Ich bitte euch, meldet euch und rettet meine Ehe:beten

MfG
Ralph


----------



## Joerg (24. März 2012)

*AW:  Goldfisch mänl. oder weibl.?*



bayernhoschi schrieb:


> Kann ich als "Laie" den Unterschied erkennen und ganz sicher sein?
> 
> Gilt das gleiche für Sarassa und __ Shubunkin?



Hallo Ralph,
Nein 
Ja 

Relativ gut lässt sich das Geschlecht bald bei der Paarung beurteilen. Die Jungs jagen den Mädels nach.
Danach ist aber Eile geboten, da das ganze dann mit dem Nachwuchs im nächsten Jahr wieder von Vorne losgeht.


----------



## Zermalmer (24. März 2012)

*AW:  Goldfisch mänl. oder weibl.?*



bayernhoschi schrieb:


> Also:
> Im Lexikon stand das die Afterregion der mänl. Goldfische Konkav ist,
> die der weibl. ist Konvex.
> 
> ...


Hallo Ralph,
wie man das zuverlässig an Fischen identifiziert, habe ich noch nicht untersucht....

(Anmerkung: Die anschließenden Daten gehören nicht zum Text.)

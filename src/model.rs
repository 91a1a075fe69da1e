use crate::error::{GhmapError, Result};
use chrono::{DateTime, NaiveDate, Utc};
use serde::{Deserialize, Serialize};
use std::collections::BTreeMap;
use std::fmt;
use std::str::FromStr;

pub const SCHEMA_VERSION: u32 = 1;

/// One calendar day of commit activity with its derived intensity level.
#[derive(Debug, Clone, PartialEq, Eq, Serialize, Deserialize)]
pub struct Activity {
    pub date: NaiveDate,
    pub count: u32,
    pub level: u8,
}

/// One fetch cycle's worth of calendar data. `total` maps the display year
/// to the aggregate commit count; `contributions` is sorted by date.
#[derive(Debug, Clone, PartialEq, Eq, Serialize, Deserialize)]
pub struct CalendarData {
    pub total: BTreeMap<i32, u64>,
    pub contributions: Vec<Activity>,
}

/// Display mode: the most recent twelve months, or one literal calendar year.
#[derive(Debug, Clone, Copy, PartialEq, Eq)]
pub enum Year {
    Last,
    Literal(i32),
}

impl Year {
    /// The key under which the aggregate total is stored.
    pub fn total_key(&self, current_year: i32) -> i32 {
        match self {
            Year::Last => current_year,
            Year::Literal(y) => *y,
        }
    }
}

impl FromStr for Year {
    type Err = GhmapError;

    fn from_str(s: &str) -> Result<Self> {
        if s.eq_ignore_ascii_case("last") {
            return Ok(Year::Last);
        }
        match s.parse::<i32>() {
            Ok(y) if (1970..=9999).contains(&y) => Ok(Year::Literal(y)),
            _ => Err(GhmapError::Parse(format!(
                "Invalid year '{s}': expected 'last' or a calendar year"
            ))),
        }
    }
}

impl fmt::Display for Year {
    fn fmt(&self, f: &mut fmt::Formatter<'_>) -> fmt::Result {
        match self {
            Year::Last => write!(f, "last"),
            Year::Literal(y) => write!(f, "{y}"),
        }
    }
}

/// Repository coordinates for the GraphQL query.
#[derive(Debug, Clone, PartialEq, Eq)]
pub struct RepoSpec {
    pub owner: String,
    pub name: String,
}

impl RepoSpec {
    /// Resolve the query target from the user argument and the repo argument.
    /// `repo` may be `owner/name` or a bare name owned by `user`.
    pub fn resolve(user: &str, repo: &str) -> Result<Self> {
        let (owner, name) = match repo.split_once('/') {
            Some((owner, name)) => (owner, name),
            None => (user, repo),
        };
        if user.is_empty() || owner.is_empty() || name.is_empty() || name.contains('/') {
            return Err(GhmapError::Parse(format!(
                "Invalid repository '{repo}': expected 'name' or 'owner/name'"
            )));
        }
        Ok(Self {
            owner: owner.to_string(),
            name: name.to_string(),
        })
    }
}

impl fmt::Display for RepoSpec {
    fn fmt(&self, f: &mut fmt::Formatter<'_>) -> fmt::Result {
        write!(f, "{}/{}", self.owner, self.name)
    }
}

/// Export envelope written by `ghmap export --json`.
#[derive(Debug, Clone, Serialize, Deserialize)]
pub struct CalendarOutput {
    pub version: u32,
    pub generated_at: DateTime<Utc>,
    pub repository: String,
    pub year: String,
    pub total: BTreeMap<i32, u64>,
    pub contributions: Vec<Activity>,
}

Aber Konkav bedeutet "nach aussen gewölbt"
und Konvex bedeutet "nach innen gewölbt"

Du musst also mal genauer den Bereich betrachten, ob die Fische entsprechend den 
Popo mehr nach aussen oder mehr nach innen gewölbt haben.
Vielleicht hat ja auch noch jemand ein Foto zum Vergleich.


----------



## Joerg (24. März 2012)

*AW:  Goldfisch mänl. oder weibl.?*

Andreas,
selbst für einen Fachmann ist die Unterscheidung nicht einfach und keinesfalls immer treffsicher.

Die Mädels sollten aktuell schon etwas rundlicher (schwanger ) sein. Da reift schon die nächste Generation.


----------



## bayernhoschi (24. März 2012)

*AW:  Goldfisch mänl. oder weibl.?*

Das ging schnell mit den Antworten, danke schön:

Also "Pickel" oder "Delle"

Jetzt stellt euch mal folgendes Bild vor:
Der Ralph nimmt jeden einzelnden Fisch in die Hand und schaut sich seinen A.... an!

Ein Fest für die Nachbarn!!!

Ich befürchte es läuft daraus hinaus: alle Goldis weg und auf Nummer sicher gehen.

Die verbreiteten Tipps mit Sonnenbarschen oder Orfen zur Eindämmung scheinen ja auch nicht sicher zu Funktionieren?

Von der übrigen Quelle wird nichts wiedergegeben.